Stored data entries:
━━━━━━━━━━━━━━━━
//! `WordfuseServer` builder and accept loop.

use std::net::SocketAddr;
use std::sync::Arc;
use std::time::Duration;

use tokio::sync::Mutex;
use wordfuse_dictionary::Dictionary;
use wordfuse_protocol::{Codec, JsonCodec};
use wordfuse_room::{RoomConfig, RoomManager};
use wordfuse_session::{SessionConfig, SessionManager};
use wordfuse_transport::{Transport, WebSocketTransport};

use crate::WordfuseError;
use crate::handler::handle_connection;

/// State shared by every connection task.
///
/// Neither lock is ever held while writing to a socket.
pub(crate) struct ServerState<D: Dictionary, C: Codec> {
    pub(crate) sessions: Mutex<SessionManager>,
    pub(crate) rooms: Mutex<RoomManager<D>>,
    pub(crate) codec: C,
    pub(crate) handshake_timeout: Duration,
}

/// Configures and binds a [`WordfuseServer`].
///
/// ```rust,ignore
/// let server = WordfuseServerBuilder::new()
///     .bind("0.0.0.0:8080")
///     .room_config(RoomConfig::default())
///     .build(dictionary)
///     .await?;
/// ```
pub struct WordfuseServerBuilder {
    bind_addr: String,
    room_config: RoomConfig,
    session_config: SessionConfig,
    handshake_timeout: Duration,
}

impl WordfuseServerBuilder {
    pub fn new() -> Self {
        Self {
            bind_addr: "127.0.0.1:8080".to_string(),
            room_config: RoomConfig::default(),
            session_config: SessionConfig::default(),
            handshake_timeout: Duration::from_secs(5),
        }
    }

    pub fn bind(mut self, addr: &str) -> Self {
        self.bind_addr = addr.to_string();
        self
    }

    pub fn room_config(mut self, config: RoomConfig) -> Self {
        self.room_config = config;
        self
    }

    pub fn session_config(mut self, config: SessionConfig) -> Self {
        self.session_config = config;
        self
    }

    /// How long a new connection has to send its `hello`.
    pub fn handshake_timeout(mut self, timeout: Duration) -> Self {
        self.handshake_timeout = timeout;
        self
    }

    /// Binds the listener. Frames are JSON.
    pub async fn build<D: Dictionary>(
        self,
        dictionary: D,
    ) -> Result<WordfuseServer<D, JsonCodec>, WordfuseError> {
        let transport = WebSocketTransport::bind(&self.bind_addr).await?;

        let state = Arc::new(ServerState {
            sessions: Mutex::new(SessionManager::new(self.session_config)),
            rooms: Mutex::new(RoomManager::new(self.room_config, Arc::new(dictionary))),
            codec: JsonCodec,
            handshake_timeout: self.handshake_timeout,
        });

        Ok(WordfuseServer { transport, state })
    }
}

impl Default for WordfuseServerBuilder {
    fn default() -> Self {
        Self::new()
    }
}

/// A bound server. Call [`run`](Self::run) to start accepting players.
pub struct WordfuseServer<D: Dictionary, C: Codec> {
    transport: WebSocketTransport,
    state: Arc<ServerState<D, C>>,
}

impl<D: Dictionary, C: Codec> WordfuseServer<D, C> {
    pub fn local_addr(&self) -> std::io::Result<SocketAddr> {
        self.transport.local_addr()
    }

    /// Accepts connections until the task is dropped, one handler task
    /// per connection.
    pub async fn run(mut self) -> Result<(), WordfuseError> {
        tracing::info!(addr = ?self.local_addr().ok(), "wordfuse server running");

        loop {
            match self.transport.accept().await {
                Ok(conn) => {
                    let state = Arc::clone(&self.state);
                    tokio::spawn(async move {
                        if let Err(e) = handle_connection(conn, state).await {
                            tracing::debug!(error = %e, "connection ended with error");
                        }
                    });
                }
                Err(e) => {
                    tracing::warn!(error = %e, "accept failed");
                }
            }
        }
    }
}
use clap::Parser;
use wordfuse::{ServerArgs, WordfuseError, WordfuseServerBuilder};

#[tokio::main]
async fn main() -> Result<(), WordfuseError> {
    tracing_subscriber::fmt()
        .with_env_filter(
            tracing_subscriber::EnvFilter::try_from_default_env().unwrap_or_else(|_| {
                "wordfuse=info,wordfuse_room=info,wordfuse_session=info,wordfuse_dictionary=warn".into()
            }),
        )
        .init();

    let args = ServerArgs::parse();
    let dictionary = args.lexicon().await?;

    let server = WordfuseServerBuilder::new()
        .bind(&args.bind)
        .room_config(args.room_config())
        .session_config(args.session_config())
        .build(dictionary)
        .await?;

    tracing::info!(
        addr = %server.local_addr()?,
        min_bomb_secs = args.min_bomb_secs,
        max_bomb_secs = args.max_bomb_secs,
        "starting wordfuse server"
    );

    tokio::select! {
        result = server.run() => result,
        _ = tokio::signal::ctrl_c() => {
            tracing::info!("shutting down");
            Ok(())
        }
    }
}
━━━━━━━━━━━━━━━━
Exercise prompt: Wherever the word "struct" appears in the entries above, copy that line.

Task result:
pub(crate) struct ServerState<D: Dictionary, C: Codec> {
pub struct WordfuseServerBuilder {
pub struct WordfuseServer<D: Dictionary, C: Codec> {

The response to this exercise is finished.